EXERCISE DESCRIPTION »
Give back exactly the first lines of the entries below, through the line with "fn ensure_config_file(path: &Path)".

Start of THE DATA

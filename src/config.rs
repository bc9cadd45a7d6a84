use std::{
    fs, io,
    path::{Path, PathBuf},
};

use anyhow::Context;
use config::{Config, Environment, File};
use serde::Deserialize;

use crate::defs::{APP_DIR, CONFIG_FILE_NAME, DEFAULT_COMMAND_TIMEOUT_SECS, ENV_PREFIX};
use crate::task::{Task, TaskParams};

#[derive(Debug, Deserialize, PartialEq, Eq)]
#[serde(default)]
pub struct AppConfig {
    pub adb_location: Option<PathBuf>,
    pub default_target: Option<String>,
    pub command_timeout_secs: u64,
}

impl Default for AppConfig {
    fn default() -> Self {
        Self {
            adb_location: None,
            default_target: None,
            command_timeout_secs: DEFAULT_COMMAND_TIMEOUT_SECS,
        }
    }
}

/// Arguments file handed over by an automation host.
///
/// Uses the same field names as the playbook options, so `adbLocation`
/// and `pkgName` are accepted as well as their snake_case forms.
#[derive(Debug, Default, Deserialize, PartialEq, Eq)]
#[serde(default)]
pub struct ParamsFile {
    pub task: Option<Task>,
    pub target: Option<String>,
    #[serde(alias = "adbLocation", alias = "adblocation")]
    pub adb_location: Option<PathBuf>,
    #[serde(flatten)]
    pub params: TaskParams,
}

pub fn config_dir() -> PathBuf {
    if let Ok(xdg) = std::env::var("XDG_CONFIG_HOME") {
        Path::new(&xdg).join(APP_DIR)
    } else if let Ok(home) = std::env::var("HOME") {
        Path::new(&home).join(".config").join(APP_DIR)
    } else {
        PathBuf::from(APP_DIR)
    }
}

fn ensure_config_file(path: &Path) -> io::Result<()> {
    if let Some(parent) = path.parent() {
        fs::create_dir_all(parent)?;
    }

    if !path.exists() {
        fs::write(
            path,
            "# adb-fleet configuration\n\
             \n\
             # adb_location = \"/root/Android/Sdk/platform-tools/adb\"\n\
             # default_target = \"all\"\n\
             # command_timeout_secs = 300\n",
        )?;
    }

    Ok(())
}

/// Loads the user config, creating a commented template on first run.
pub fn load_config() -> anyhow::Result<AppConfig> {
    let path = config_dir().join(CONFIG_FILE_NAME);

    ensure_config_file(&path)
        .with_context(|| format!("failed to prepare config file {}", path.display()))?;

    load_config_from(&path)
}

pub fn load_config_from(path: &Path) -> anyhow::Result<AppConfig> {
    Config::builder()
        .add_source(File::from(path).required(false))
        .add_source(Environment::with_prefix(ENV_PREFIX).try_parsing(true))
        .build()
        .and_then(|config| config.try_deserialize())
        .with_context(|| format!("failed to load config {}", path.display()))
}

/// Reads a TOML, YAML or JSON arguments file; the format follows the extension.
pub fn load_params(path: &Path) -> anyhow::Result<ParamsFile> {
    Config::builder()
        .add_source(File::from(path))
        .build()
        .and_then(|config| config.try_deserialize())
        .with_context(|| format!("failed to read parameters from {}", path.display()))
}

End of THE DATA

SOLUTION TO THIS TASK »
filename src/config.rs
repository bc9cadd45a7d6a84
use std::{
    fs, io,
    path::{Path, PathBuf},
};

use anyhow::Context;
use config::{Config, Environment, File};
use serde::Deserialize;

use crate::defs::{APP_DIR, CONFIG_FILE_NAME, DEFAULT_COMMAND_TIMEOUT_SECS, ENV_PREFIX};
use crate::task::{Task, TaskParams};

#[derive(Debug, Deserialize, PartialEq, Eq)]
#[serde(default)]
pub struct AppConfig {
    pub adb_location: Option<PathBuf>,
    pub default_target: Option<String>,
    pub command_timeout_secs: u64,
}

impl Default for AppConfig {
    fn default() -> Self {
        Self {
            adb_location: None,
            default_target: None,
            command_timeout_secs: DEFAULT_COMMAND_TIMEOUT_SECS,
        }
    }
}

/// Arguments file handed over by an automation host.
///
/// Uses the same field names as the playbook options, so `adbLocation`
/// and `pkgName` are accepted as well as their snake_case forms.
#[derive(Debug, Default, Deserialize, PartialEq, Eq)]
#[serde(default)]
pub struct ParamsFile {
    pub task: Option<Task>,
    pub target: Option<String>,
    #[serde(alias = "adbLocation", alias = "adblocation")]
    pub adb_location: Option<PathBuf>,
    #[serde(flatten)]
    pub params: TaskParams,
}

pub fn config_dir() -> PathBuf {
    if let Ok(xdg) = std::env::var("XDG_CONFIG_HOME") {
        Path::new(&xdg).join(APP_DIR)
    } else if let Ok(home) = std::env::var("HOME") {
        Path::new(&home).join(".config").join(APP_DIR)
    } else {
        PathBuf::from(APP_DIR)
    }
}

fn ensure_config_file(path: &Path) -> io::Result<()> {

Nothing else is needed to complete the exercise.